Collected data entries
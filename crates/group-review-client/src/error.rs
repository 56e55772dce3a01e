use thiserror::Error;

/// Why a create or update request did not succeed.
#[derive(Debug, Clone, Error, PartialEq, Eq)]
pub enum RequestFailure {
    /// The server answered with a non-success status.
    #[error("server returned {status}{}", .detail.as_deref().map(|d| format!(": {}", d)).unwrap_or_default())]
    Http { status: u16, detail: Option<String> },
    /// No response was received (connection refused, timeout, TLS failure).
    #[error("request failed: {message}")]
    Transport { message: String },
}

impl RequestFailure {
    pub fn status(&self) -> Option<u16> {
        match self {
            RequestFailure::Http { status, .. } => Some(*status),
            RequestFailure::Transport { .. } => None,
        }
    }

    pub fn detail(&self) -> Option<&str> {
        match self {
            RequestFailure::Http { detail, .. } => detail.as_deref(),
            RequestFailure::Transport { .. } => None,
        }
    }
}

impl From<reqwest::Error> for RequestFailure {
    fn from(error: reqwest::Error) -> Self {
        RequestFailure::Transport {
            message: error.to_string(),
        }
    }
}

#[derive(Debug, Error)]
pub enum ClientError {
    #[error("invalid base URL '{url}': {reason}")]
    InvalidBaseUrl { url: String, reason: String },
    #[error("failed to build HTTP client: {0}")]
    Build(#[from] reqwest::Error),
}

#[cfg(test)]
mod tests {
    use super::*;

    #[test]
    fn test_display_includes_detail() {
        let failure = RequestFailure::Http {
            status: 409,
            detail: Some("duplicate review".to_string()),
        };
        assert_eq!(failure.to_string(), "server returned 409: duplicate review");
        assert_eq!(failure.status(), Some(409));
        assert_eq!(failure.detail(), Some("duplicate review"));
    }

    #[test]
    fn test_display_without_detail() {
        let failure = RequestFailure::Http { status: 500, detail: None };
        assert_eq!(failure.to_string(), "server returned 500");
        assert_eq!(failure.detail(), None);
    }

    #[test]
    fn test_transport_has_no_status() {
        let failure = RequestFailure::Transport {
            message: "connection refused".to_string(),
        };
        assert_eq!(failure.status(), None);
        assert_eq!(failure.detail(), None);
    }
}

> [Exercise requirements] Say every entry again, exactly as it reads.

> [Result of this exercise]
filename crates/group-review-client/src/error.rs
repository 56e55772dce3a01e
use thiserror::Error;

/// Why a create or update request did not succeed.
#[derive(Debug, Clone, Error, PartialEq, Eq)]
pub enum RequestFailure {
    /// The server answered with a non-success status.
    #[error("server returned {status}{}", .detail.as_deref().map(|d| format!(": {}", d)).unwrap_or_default())]
    Http { status: u16, detail: Option<String> },
    /// No response was received (connection refused, timeout, TLS failure).
    #[error("request failed: {message}")]
    Transport { message: String },
}

impl RequestFailure {
    pub fn status(&self) -> Option<u16> {
        match self {
            RequestFailure::Http { status, .. } => Some(*status),
            RequestFailure::Transport { .. } => None,
        }
    }

    pub fn detail(&self) -> Option<&str> {
        match self {
            RequestFailure::Http { detail, .. } => detail.as_deref(),
            RequestFailure::Transport { .. } => None,
        }
    }
}

impl From<reqwest::Error> for RequestFailure {
    fn from(error: reqwest::Error) -> Self {
        RequestFailure::Transport {
            message: error.to_string(),
        }
    }
}

#[derive(Debug, Error)]
pub enum ClientError {
    #[error("invalid base URL '{url}': {reason}")]
    InvalidBaseUrl { url: String, reason: String },
    #[error("failed to build HTTP client: {0}")]
    Build(#[from] reqwest::Error),
}

#[cfg(test)]
mod tests {
    use super::*;

    #[test]
    fn test_display_includes_detail() {
        let failure = RequestFailure::Http {
            status: 409,
            detail: Some("duplicate review".to_string()),
        };
        assert_eq!(failure.to_string(), "server returned 409: duplicate review");
        assert_eq!(failure.status(), Some(409));
        assert_eq!(failure.detail(), Some("duplicate review"));
    }

    #[test]
    fn test_display_without_detail() {
        let failure = RequestFailure::Http { status: 500, detail: None };
        assert_eq!(failure.to_string(), "server returned 500");
        assert_eq!(failure.detail(), None);
    }

    #[test]
    fn test_transport_has_no_status() {
        let failure = RequestFailure::Transport {
            message: "connection refused".to_string(),
        };
        assert_eq!(failure.status(), None);
        assert_eq!(failure.detail(), None);
    }
}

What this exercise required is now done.